- Theatrical release poster
- Spanish: A tiro limpio
- Directed by: Jesús Mora
- Screenplay by: José Ángel Esteban; Carlos López;
- Based on: A tiro limpio by José María Ricarte and Francisco Pérez-Dolz
- Produced by: José Díaz de Espada; Esperanza Gallut; ;
- Starring: Toni Cantó; Adolfo Fernández; Román Luknar; Luís Rodrigues; Laura Pamplona; Diana Peñalver; Francesc Orella; Ana Gracia;
- Cinematography: Federico Ribes
- Edited by: Iván Aledo
- Music by: Kaelo del Río
- Production company: Seda
- Distributed by: Impacto Films
- Release dates: 23 September 1996 (Zinemaldia); 5 June 1998 (Spain);
- Country: Spain
- Language: Spanish

= Once and for All (film) =

Once and for All (A tiro limpio) is a 1996 Spanish crime thriller film directed by Jesús Mora remaking the 1963 film by Francisco Pérez-Dolz.

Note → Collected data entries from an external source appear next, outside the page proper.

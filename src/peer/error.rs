use thiserror::Error;

/// Errors that end a peer session.
///
/// Protocol violations feed the bad-peer table; transient transport
/// failures do not, and the peer may reconnect.
#[derive(Debug, Error)]
pub enum PeerError {
    /// Network I/O error.
    #[error("io error: {0}")]
    Io(#[from] std::io::Error),

    /// The peer sent an invalid handshake.
    #[error("invalid handshake")]
    InvalidHandshake,

    /// The peer's info hash doesn't match the torrent we dialed.
    #[error("info hash mismatch")]
    InfoHashMismatch,

    /// An inbound handshake named a torrent we don't serve.
    #[error("unknown torrent")]
    UnknownTorrent,

    /// Received a malformed protocol message.
    #[error("invalid message: {0}")]
    InvalidMessage(String),

    /// The connection was closed by the peer.
    #[error("connection closed")]
    ConnectionClosed,

    /// Operation timed out.
    #[error("timeout")]
    Timeout,

    /// Protocol violation by the peer.
    #[error("protocol error: {0}")]
    Protocol(String),

    /// A session already exists for this address and torrent.
    #[error("already connected")]
    AlreadyConnected,

    /// The file I/O collaborator failed underneath the session.
    #[error("storage error: {0}")]
    Storage(String),
}

impl PeerError {
    /// True for violations that should count against the peer's
    /// reputation, as opposed to transient transport failures.
    pub fn is_protocol_offense(&self) -> bool {
        matches!(
            self,
            PeerError::InvalidHandshake
                | PeerError::InfoHashMismatch
                | PeerError::InvalidMessage(_)
                | PeerError::Protocol(_)
        )
    }
}
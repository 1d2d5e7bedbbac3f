//! File I/O collaborator interface.
//!
//! The swarm core never touches the disk itself. Sessions hand chunk
//! payloads to the disk collaborator over a bounded mailbox and wait for
//! the acknowledgement that the write (and the piece hash check, when
//! the write completed a piece) finished. A full mailbox suspends the
//! sending session, which in turn stops pulling from the socket, so the
//! TCP window pushes back on the remote peer. Reads serve upload
//! requests the same way.
//!
//! [`MemoryDisk`] is the in-process implementation used by tests and
//! demos; the real on-disk layout lives in its own crate.

use std::collections::HashMap;

use bytes::Bytes;
use thiserror::Error;
use tokio::sync::{mpsc, oneshot};
use tracing::debug;

use crate::assigner::Chunk;
use crate::constants::DISK_QUEUE_CAPACITY;
use crate::registry::TorrentId;

#[derive(Debug, Error)]
pub enum StorageError {
    /// The disk service is gone; the engine is shutting down.
    #[error("disk service unavailable")]
    Closed,

    /// A read asked for data we don't have.
    #[error("chunk not available: torrent {torrent} piece {piece} offset {offset}")]
    NotFound {
        torrent: TorrentId,
        piece: u32,
        offset: u32,
    },

    /// The collaborator reported an I/O failure.
    #[error("io error: {0}")]
    Io(String),
}

/// One disk request, acknowledged over a oneshot.
#[derive(Debug)]
pub enum DiskCommand {
    Write {
        torrent: TorrentId,
        chunk: Chunk,
        data: Bytes,
        ack: oneshot::Sender<Result<(), StorageError>>,
    },
    Read {
        torrent: TorrentId,
        chunk: Chunk,
        ack: oneshot::Sender<Result<Bytes, StorageError>>,
    },
}

/// Cloneable sender side of the disk mailbox.
#[derive(Debug, Clone)]
pub struct DiskHandle {
    tx: mpsc::Sender<DiskCommand>,
}

impl DiskHandle {
    /// Creates the bounded mailbox; the receiver goes to whatever
    /// implements the disk service.
    pub fn channel() -> (Self, mpsc::Receiver<DiskCommand>) {
        let (tx, rx) = mpsc::channel(DISK_QUEUE_CAPACITY);
        (Self { tx }, rx)
    }

    /// Hands a chunk to the disk service and waits for durability.
    pub async fn write_chunk(
        &self,
        torrent: TorrentId,
        chunk: Chunk,
        data: Bytes,
    ) -> Result<(), StorageError> {
        let (ack, done) = oneshot::channel();
        self.tx
            .send(DiskCommand::Write { torrent, chunk, data, ack })
            .await
            .map_err(|_| StorageError::Closed)?;
        done.await.map_err(|_| StorageError::Closed)?
    }

    /// Fetches chunk bytes for serving an upload request.
    pub async fn read_chunk(
        &self,
        torrent: TorrentId,
        chunk: Chunk,
    ) -> Result<Bytes, StorageError> {
        let (ack, done) = oneshot::channel();
        self.tx
            .send(DiskCommand::Read { torrent, chunk, ack })
            .await
            .map_err(|_| StorageError::Closed)?;
        done.await.map_err(|_| StorageError::Closed)?
    }
}

/// Memory-backed disk service.
#[derive(Debug, Default)]
pub struct MemoryDisk {
    chunks: HashMap<(TorrentId, u32, u32), Bytes>,
}

impl MemoryDisk {
    /// Spawns the service task and returns a handle to it.
    pub fn spawn() -> DiskHandle {
        let (handle, rx) = DiskHandle::channel();
        tokio::spawn(Self::default().run(rx));
        handle
    }

    /// Spawns the service preloaded with chunk data, for seeding tests.
    pub fn spawn_with(chunks: Vec<(TorrentId, Chunk, Bytes)>) -> DiskHandle {
        let mut disk = Self::default();
        for (torrent, chunk, data) in chunks {
            disk.chunks.insert((torrent, chunk.piece, chunk.offset), data);
        }
        let (handle, rx) = DiskHandle::channel();
        tokio::spawn(disk.run(rx));
        handle
    }

    async fn run(mut self, mut rx: mpsc::Receiver<DiskCommand>) {
        while let Some(command) = rx.recv().await {
            match command {
                DiskCommand::Write { torrent, chunk, data, ack } => {
                    self.chunks.insert((torrent, chunk.piece, chunk.offset), data);
                    let _ = ack.send(Ok(()));
                }
                DiskCommand::Read { torrent, chunk, ack } => {
                    let result = self
                        .chunks
                        .get(&(torrent, chunk.piece, chunk.offset))
                        .cloned()
                        .ok_or(StorageError::NotFound {
                            torrent,
                            piece: chunk.piece,
                            offset: chunk.offset,
                        });
                    let _ = ack.send(result);
                }
            }
        }
        debug!("memory disk service stopped");
    }
}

It stars Toni Cantó and Adolfo Fernández.

== Plot ==
The plot is set in Gran Canaria. Former criminal turned fisherman Román hopes for buying a boat and spending time with his girlfriend Marisa, but old sadistic homosexual pal Martín comes across and proposes him a robbery.

== Production ==
The film is a Seda production, and it had the association of TVE and Canal+. Shooting locations in Las Palmas included the old Estadio Insular.

== Release ==
The film screened in the section of the 44th San Sebastián International Film Festival in September 1996. Distributed by Impacto Films, it was released theatrically in Spain on 5 June 1998.

== Reception ==
Jonathan Holland of Variety considered it to be "unusually safe and dependable for a debut feature" [...] successfully managing "to conceal the limitations of its budget and shooting schedule" "while only occasionally igniting passions".

Augusto Martínez Torres of El País declared the film one of the best Spanish policíacos of the time, finding Adolfo Fernández's overacting to be its only issue.